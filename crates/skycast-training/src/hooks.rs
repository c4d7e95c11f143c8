//! Epoch hooks for the training loop.
//!
//! Hooks observe each finished epoch and can ask the trainer to stop.
//! [`EarlyStopping`] is the one the trainer always runs; extra hooks such as
//! [`LoggingHook`] are registered through a [`HookList`].

use tracing::{debug, info, warn};

use crate::metrics::{EpochRecord, TrainingHistory};

/// Action to take after a hook runs.
#[derive(Debug, Clone, Copy, PartialEq, Eq)]
pub enum HookAction {
    /// Continue training normally.
    Continue,
    /// Stop training early.
    Stop,
}

/// Trait for training hooks.
///
/// # Examples
///
/// ```
/// use skycast_training::hooks::{Hook, HookAction};
/// use skycast_training::metrics::EpochRecord;
///
/// struct StopAfterFive;
///
/// impl Hook for StopAfterFive {
///     fn name(&self) -> &str {
///         "stop_after_five"
///     }
///
///     fn after_epoch(&mut self, record: &EpochRecord) -> HookAction {
///         if record.epoch >= 5 {
///             HookAction::Stop
///         } else {
///             HookAction::Continue
///         }
///     }
/// }
/// ```
pub trait Hook: Send {
    /// Returns the name of this hook for logging purposes.
    fn name(&self) -> &str;

    /// Called after each epoch with its metrics.
    fn after_epoch(&mut self, _record: &EpochRecord) -> HookAction {
        HookAction::Continue
    }

    /// Called once when training ends.
    fn end(&mut self, _history: &TrainingHistory) {}
}

/// Logs epoch metrics at regular intervals.
#[derive(Debug)]
pub struct LoggingHook {
    every_n_epochs: usize,
}

impl LoggingHook {
    /// Creates a hook that logs every `every_n_epochs` epochs (and the first).
    pub fn new(every_n_epochs: usize) -> Self {
        Self {
            every_n_epochs: every_n_epochs.max(1),
        }
    }
}

impl Default for LoggingHook {
    fn default() -> Self {
        Self::new(1)
    }
}

impl Hook for LoggingHook {
    fn name(&self) -> &str {
        "logging_hook"
    }

    fn after_epoch(&mut self, record: &EpochRecord) -> HookAction {
        if record.epoch == 1 || record.epoch % self.every_n_epochs == 0 {
            info!(
                epoch = record.epoch,
                loss = record.loss,
                mae = record.mae,
                val_loss = record.val_loss,
                val_mae = record.val_mae,
                "Epoch finished"
            );
        }
        HookAction::Continue
    }

    fn end(&mut self, history: &TrainingHistory) {
        match history.best() {
            Some(best) => info!(
                epochs = history.len(),
                best_epoch = best.epoch,
                val_loss = best.val_loss,
                stopped_early = history.stopped_early,
                "Training finished"
            ),
            None => info!(epochs = history.len(), "Training finished"),
        }
    }
}

/// Stops training when a monitored metric stops improving.
///
/// Lower values are better for every metric an [`EpochRecord`] carries. An
/// epoch improves on the best so far when `current < best - min_delta`.
///
/// # Examples
///
/// ```
/// use skycast_training::hooks::{EarlyStopping, Hook, HookAction};
/// use skycast_training::metrics::EpochRecord;
///
/// let mut stopper = EarlyStopping::new("val_loss", 2, 0.0);
/// let epoch = |epoch, val_loss| EpochRecord { epoch, val_loss, ..Default::default() };
///
/// assert_eq!(stopper.after_epoch(&epoch(1, 1.0)), HookAction::Continue);
/// assert_eq!(stopper.after_epoch(&epoch(2, 1.5)), HookAction::Continue);
/// assert_eq!(stopper.after_epoch(&epoch(3, 1.0)), HookAction::Stop);
/// assert_eq!(stopper.best_epoch(), Some(1));
/// ```
#[derive(Debug, Clone)]
pub struct EarlyStopping {
    metric_name: String,
    patience: usize,
    min_delta: f64,
    restore_best_weights: bool,
    best_value: Option<f64>,
    best_epoch: Option<usize>,
    epochs_without_improvement: usize,
    improved: bool,
}

impl EarlyStopping {
    /// Creates a monitor.
    ///
    /// # Arguments
    ///
    /// * `metric_name` - Metric to watch (`loss`, `mae`, `val_loss`, `val_mae`).
    /// * `patience` - Epochs without improvement before stopping.
    /// * `min_delta` - Minimum decrease that counts as improvement.
    pub fn new(metric_name: impl Into<String>, patience: usize, min_delta: f64) -> Self {
        Self {
            metric_name: metric_name.into(),
            patience,
            min_delta,
            restore_best_weights: true,
            best_value: None,
            best_epoch: None,
            epochs_without_improvement: 0,
            improved: false,
        }
    }

    /// Sets whether the trainer should roll back to the best epoch's weights.
    pub fn with_restore_best_weights(mut self, restore: bool) -> Self {
        self.restore_best_weights = restore;
        self
    }

    /// Whether the best epoch's weights should be restored at the end.
    pub fn restore_best_weights(&self) -> bool {
        self.restore_best_weights
    }

    /// Best metric value seen so far.
    pub fn best_value(&self) -> Option<f64> {
        self.best_value
    }

    /// Epoch that produced [`EarlyStopping::best_value`].
    pub fn best_epoch(&self) -> Option<usize> {
        self.best_epoch
    }

    /// Whether the most recent epoch set a new best.
    pub fn improved(&self) -> bool {
        self.improved
    }

    fn is_improvement(&self, current: f64) -> bool {
        match self.best_value {
            None => true,
            Some(best) => current < best - self.min_delta,
        }
    }
}

impl Hook for EarlyStopping {
    fn name(&self) -> &str {
        "early_stopping"
    }

    fn after_epoch(&mut self, record: &EpochRecord) -> HookAction {
        self.improved = false;
        let current = match record.metric(&self.metric_name) {
            Some(v) => v,
            None => {
                warn!(
                    "EarlyStopping: metric '{}' not found in epoch record",
                    self.metric_name
                );
                return HookAction::Continue;
            }
        };

        if self.is_improvement(current) {
            debug!(
                "EarlyStopping: {} improved from {:?} to {} at epoch {}",
                self.metric_name, self.best_value, current, record.epoch
            );
            self.best_value = Some(current);
            self.best_epoch = Some(record.epoch);
            self.epochs_without_improvement = 0;
            self.improved = true;
        } else {
            self.epochs_without_improvement += 1;
            debug!(
                "EarlyStopping: no improvement for {} epochs (patience: {})",
                self.epochs_without_improvement, self.patience
            );

            if self.epochs_without_improvement >= self.patience {
                info!(
                    "EarlyStopping: stopping at epoch {} (no improvement since epoch {:?})",
                    record.epoch, self.best_epoch
                );
                return HookAction::Stop;
            }
        }

        HookAction::Continue
    }
}

/// A collection of hooks that are run together.
#[derive(Default)]
pub struct HookList {
    hooks: Vec<Box<dyn Hook>>,
}

impl HookList {
    /// Creates a new empty hook list.
    pub fn new() -> Self {
        Self::default()
    }

    /// Adds a hook to the list.
    pub fn add<H: Hook + 'static>(&mut self, hook: H) {
        self.hooks.push(Box::new(hook));
    }

    /// Number of registered hooks.
    pub fn len(&self) -> usize {
        self.hooks.len()
    }

    /// Returns true if no hooks are registered.
    pub fn is_empty(&self) -> bool {
        self.hooks.is_empty()
    }

    /// Runs `after_epoch` on every hook.
    ///
    /// Returns [`HookAction::Stop`] if any hook requests stopping; all hooks
    /// still see the epoch.
    pub fn after_epoch(&mut self, record: &EpochRecord) -> HookAction {
        let mut action = HookAction::Continue;
        for hook in &mut self.hooks {
            if hook.after_epoch(record) == HookAction::Stop {
                debug!(hook = hook.name(), epoch = record.epoch, "Hook requested stop");
                action = HookAction::Stop;
            }
        }
        action
    }

    /// Runs `end` on every hook.
    pub fn end(&mut self, history: &TrainingHistory) {
        for hook in &mut self.hooks {
            hook.end(history);
        }
    }
}

impl std::fmt::Debug for HookList {
    fn fmt(&self, f: &mut std::fmt::Formatter<'_>) -> std::fmt::Result {
        let names: Vec<&str> = self.hooks.iter().map(|h| h.name()).collect();
        f.debug_struct("HookList").field("hooks", &names).finish()
    }
}
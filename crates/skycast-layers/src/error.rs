//! Error types for the skycast-layers crate.
//!
//! This module defines error types for network layer operations,
//! including shape mismatches, configuration errors, and missing state.

use thiserror::Error;

/// Error type for layer operations.
#[derive(Debug, Error)]
pub enum LayerError {
    /// Shape mismatch between expected and actual tensor shapes.
    #[error("Shape mismatch: expected {expected:?}, got {actual:?}")]
    ShapeMismatch {
        /// The expected shape
        expected: Vec<usize>,
        /// The actual shape that was provided
        actual: Vec<usize>,
    },

    /// Invalid input dimension for the layer.
    #[error("Invalid input dimension: expected {expected}, got {actual}")]
    InvalidInputDimension {
        /// The expected input dimension
        expected: usize,
        /// The actual input dimension
        actual: usize,
    },

    /// Invalid output dimension for the layer.
    #[error("Invalid output dimension: expected {expected}, got {actual}")]
    InvalidOutputDimension {
        /// The expected output dimension
        expected: usize,
        /// The actual output dimension
        actual: usize,
    },

    /// Error during forward pass computation.
    #[error("Forward pass error: {message}")]
    ForwardError {
        /// Description of the forward pass error
        message: String,
    },

    /// Layer has not been run forward in training mode before backward.
    #[error("Layer not initialized: forward pass must be called before backward pass")]
    NotInitialized,

    /// Configuration error for the layer.
    #[error("Configuration error: {message}")]
    ConfigError {
        /// Description of the configuration error
        message: String,
    },
}

/// Result type alias for layer operations.
pub type LayerResult<T> = Result<T, LayerError>;
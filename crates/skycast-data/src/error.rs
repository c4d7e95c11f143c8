//! Error types for loading and transforming weather history.

use std::path::PathBuf;

use thiserror::Error;

/// Errors raised while acquiring or transforming the input table.
///
/// [`DataError::is_input_error`] separates failures to read the source from
/// failures to turn its contents into features.
#[derive(Debug, Error)]
pub enum DataError {
    /// The source file could not be opened or read.
    #[error("I/O error at {path}: {source}")]
    Io {
        /// File that failed
        path: PathBuf,
        /// Underlying error
        #[source]
        source: std::io::Error,
    },

    /// The source is not well-formed delimited text.
    #[error("Malformed CSV input: {0}")]
    Csv(#[from] csv::Error),

    /// The source has a header but no records.
    #[error("Input table has no records")]
    Empty,

    /// A required column is absent from the header.
    #[error("Missing required column '{0}'")]
    MissingColumn(String),

    /// A timestamp could not be parsed after suffix stripping.
    #[error("Invalid timestamp '{value}' at row {row}")]
    InvalidTimestamp {
        /// The stripped value that failed to parse
        value: String,
        /// 1-based data row
        row: usize,
    },

    /// A numeric column contains a non-numeric value.
    #[error("Invalid number '{value}' in column '{column}' at row {row}")]
    InvalidNumber {
        /// Column name
        column: String,
        /// Offending value
        value: String,
        /// 1-based data row
        row: usize,
    },

    /// A value is still missing after forward fill.
    #[error("Column '{column}' has no value at row {row} and no earlier value to fill from")]
    UnfilledValue {
        /// Column name
        column: String,
        /// 1-based data row
        row: usize,
    },

    /// A matrix does not have the expected width.
    #[error("Shape mismatch: expected {expected} columns, got {actual}")]
    ShapeMismatch {
        /// Expected column count
        expected: usize,
        /// Actual column count
        actual: usize,
    },

    /// A split configuration cannot produce non-empty partitions.
    #[error("Invalid split: {0}")]
    InvalidSplit(String),

    /// The synthetic generator was configured inconsistently.
    #[error("Invalid synthetic data configuration: {0}")]
    InvalidConfig(String),
}

impl DataError {
    /// Returns true for failures to acquire the input (as opposed to
    /// failures to transform it).
    pub fn is_input_error(&self) -> bool {
        matches!(self, DataError::Io { .. } | DataError::Csv(_) | DataError::Empty)
    }
}

/// Result type alias for data operations.
pub type DataResult<T> = Result<T, DataError>;

#[cfg(test)]
mod tests {
    use super::*;

    #[test]
    fn test_error_classes() {
        let io = DataError::Io {
            path: PathBuf::from("missing.csv"),
            source: std::io::Error::new(std::io::ErrorKind::NotFound, "nope"),
        };
        assert!(io.is_input_error());
        assert!(io.to_string().contains("missing.csv"));

        assert!(DataError::Empty.is_input_error());
        assert!(!DataError::MissingColumn("temp".into()).is_input_error());

        let err = DataError::InvalidTimestamp {
            value: "yesterday".into(),
            row: 3,
        };
        assert_eq!(err.to_string(), "Invalid timestamp 'yesterday' at row 3");
    }
}
//! Dense (fully connected) layer implementation.
//!
//! This module provides the [`Dense`] layer, which performs a linear transformation
//! `y = xW + b` where W is the weight matrix and b is the bias vector.

use crate::error::LayerError;
use crate::initializer::Initializer;
use crate::layer::Layer;
use crate::regularizer::Regularizer;
use crate::tensor::Tensor;
use rand::Rng;
use serde::{Deserialize, Serialize};

/// A dense (fully connected) layer.
///
/// Performs the transformation `y = xW + b` where:
/// - `x` is the input tensor of shape `[batch_size, in_features]`
/// - `W` is the weight matrix of shape `[in_features, out_features]`
/// - `b` is the bias vector of shape `[out_features]`
/// - `y` is the output tensor of shape `[batch_size, out_features]`
///
/// The kernel regularizer adds its penalty to [`Layer::regularization_loss`]
/// and its gradient to the weight gradient computed by `backward`.
///
/// # Example
///
/// ```
/// use rand::rngs::StdRng;
/// use rand::SeedableRng;
/// use skycast_layers::dense::Dense;
/// use skycast_layers::layer::Layer;
/// use skycast_layers::regularizer::Regularizer;
/// use skycast_layers::tensor::Tensor;
///
/// let mut rng = StdRng::seed_from_u64(42);
/// let layer = Dense::new(64, 32, &mut rng).with_kernel_regularizer(Regularizer::L2(0.001));
/// let output = layer.forward(&Tensor::zeros(&[8, 64])).unwrap();
/// assert_eq!(output.shape(), &[8, 32]);
/// ```
#[derive(Debug, Clone, Serialize, Deserialize)]
pub struct Dense {
    /// Weight matrix of shape [in_features, out_features]
    weights: Tensor,
    /// Bias vector of shape [out_features]
    bias: Tensor,
    /// Kernel regularizer
    kernel_regularizer: Regularizer,
    /// Gradient of weights
    #[serde(skip)]
    weights_grad: Option<Tensor>,
    /// Gradient of bias
    #[serde(skip)]
    bias_grad: Option<Tensor>,
    /// Cached input for backward pass
    #[serde(skip)]
    cached_input: Option<Tensor>,
    in_features: usize,
    out_features: usize,
}

impl Dense {
    /// Creates a new dense layer with Glorot-uniform weights and zero bias.
    ///
    /// # Arguments
    ///
    /// * `in_features` - Number of input features
    /// * `out_features` - Number of output features
    /// * `rng` - Source of randomness for the weight initializer
    pub fn new<R: Rng + ?Sized>(in_features: usize, out_features: usize, rng: &mut R) -> Self {
        Self::new_with_initializer(
            in_features,
            out_features,
            Initializer::GlorotUniform,
            Initializer::Zeros,
            rng,
        )
    }

    /// Creates a new dense layer with custom initializers.
    pub fn new_with_initializer<R: Rng + ?Sized>(
        in_features: usize,
        out_features: usize,
        weight_init: Initializer,
        bias_init: Initializer,
        rng: &mut R,
    ) -> Self {
        let weights = weight_init.initialize(&[in_features, out_features], rng);
        let bias = bias_init.initialize(&[out_features], rng);
        Self {
            weights,
            bias,
            kernel_regularizer: Regularizer::None,
            weights_grad: None,
            bias_grad: None,
            cached_input: None,
            in_features,
            out_features,
        }
    }

    /// Creates a dense layer with custom weights and bias.
    ///
    /// # Errors
    ///
    /// Returns an error if the shapes are incompatible
    pub fn from_weights(weights: Tensor, bias: Tensor) -> Result<Self, LayerError> {
        if weights.ndim() != 2 {
            return Err(LayerError::ConfigError {
                message: format!("Weights must be 2D, got {}D", weights.ndim()),
            });
        }
        if bias.ndim() != 1 {
            return Err(LayerError::ConfigError {
                message: format!("Bias must be 1D, got {}D", bias.ndim()),
            });
        }
        if weights.shape()[1] != bias.shape()[0] {
            return Err(LayerError::ShapeMismatch {
                expected: vec![weights.shape()[1]],
                actual: vec![bias.shape()[0]],
            });
        }

        let in_features = weights.shape()[0];
        let out_features = weights.shape()[1];
        Ok(Self {
            weights,
            bias,
            kernel_regularizer: Regularizer::None,
            weights_grad: None,
            bias_grad: None,
            cached_input: None,
            in_features,
            out_features,
        })
    }

    /// Sets the kernel regularizer.
    pub fn with_kernel_regularizer(mut self, regularizer: Regularizer) -> Self {
        self.kernel_regularizer = regularizer;
        self
    }

    /// Returns the kernel regularizer.
    pub fn kernel_regularizer(&self) -> Regularizer {
        self.kernel_regularizer
    }

    /// Returns the input feature dimension.
    pub fn in_features(&self) -> usize {
        self.in_features
    }

    /// Returns the output feature dimension.
    pub fn out_features(&self) -> usize {
        self.out_features
    }

    /// Returns a reference to the weights tensor.
    pub fn weights(&self) -> &Tensor {
        &self.weights
    }

    /// Returns a reference to the bias tensor.
    pub fn bias(&self) -> &Tensor {
        &self.bias
    }

    /// Returns the weight gradients if available.
    pub fn weights_grad(&self) -> Option<&Tensor> {
        self.weights_grad.as_ref()
    }

    /// Returns the bias gradients if available.
    pub fn bias_grad(&self) -> Option<&Tensor> {
        self.bias_grad.as_ref()
    }

    /// Clears the cached input and gradients.
    pub fn clear_cache(&mut self) {
        self.cached_input = None;
        self.weights_grad = None;
        self.bias_grad = None;
    }

    /// Performs forward pass and caches input for backward pass.
    pub fn forward_train(&mut self, input: &Tensor) -> Result<Tensor, LayerError> {
        let output = self.forward(input)?;
        self.cached_input = Some(input.clone());
        Ok(output)
    }
}

impl Layer for Dense {
    fn forward(&self, input: &Tensor) -> Result<Tensor, LayerError> {
        if input.ndim() != 2 {
            return Err(LayerError::ForwardError {
                message: format!("Dense expects 2D input, got {}D", input.ndim()),
            });
        }
        let in_dim = input.shape()[1];
        if in_dim != self.in_features {
            return Err(LayerError::InvalidInputDimension {
                expected: self.in_features,
                actual: in_dim,
            });
        }

        Ok(input.matmul(&self.weights).add(&self.bias))
    }

    fn backward(&mut self, grad: &Tensor) -> Result<Tensor, LayerError> {
        let input = self
            .cached_input
            .as_ref()
            .ok_or(LayerError::NotInitialized)?;

        let expected = [input.shape()[0], self.out_features];
        if grad.shape() != expected {
            return Err(LayerError::ShapeMismatch {
                expected: expected.to_vec(),
                actual: grad.shape().to_vec(),
            });
        }

        // dL/dW = x^T @ dL/dy
        let mut weights_grad = input.transpose().matmul(grad);
        if let Some(reg_grad) = self.kernel_regularizer.grad(&self.weights) {
            weights_grad = weights_grad.add(&reg_grad);
        }
        self.weights_grad = Some(weights_grad);

        // dL/db = sum(dL/dy, axis=0)
        self.bias_grad = Some(grad.sum_axis(0));

        // dL/dx = dL/dy @ W^T
        Ok(grad.matmul(&self.weights.transpose()))
    }

    fn parameters(&self) -> Vec<&Tensor> {
        vec![&self.weights, &self.bias]
    }

    fn parameters_mut(&mut self) -> Vec<&mut Tensor> {
        vec![&mut self.weights, &mut self.bias]
    }

    fn gradients(&self) -> Vec<Option<&Tensor>> {
        vec![self.weights_grad.as_ref(), self.bias_grad.as_ref()]
    }

    fn name(&self) -> &str {
        "Dense"
    }

    fn regularization_loss(&self) -> f32 {
        self.kernel_regularizer.loss(&self.weights)
    }
}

------------------------------

=== EXERCISE PROMPT ===
When a line in the material includes the word "false", copy it out.

=== EXPECTED ANSWER ===
            improved: false,
        self.improved = false;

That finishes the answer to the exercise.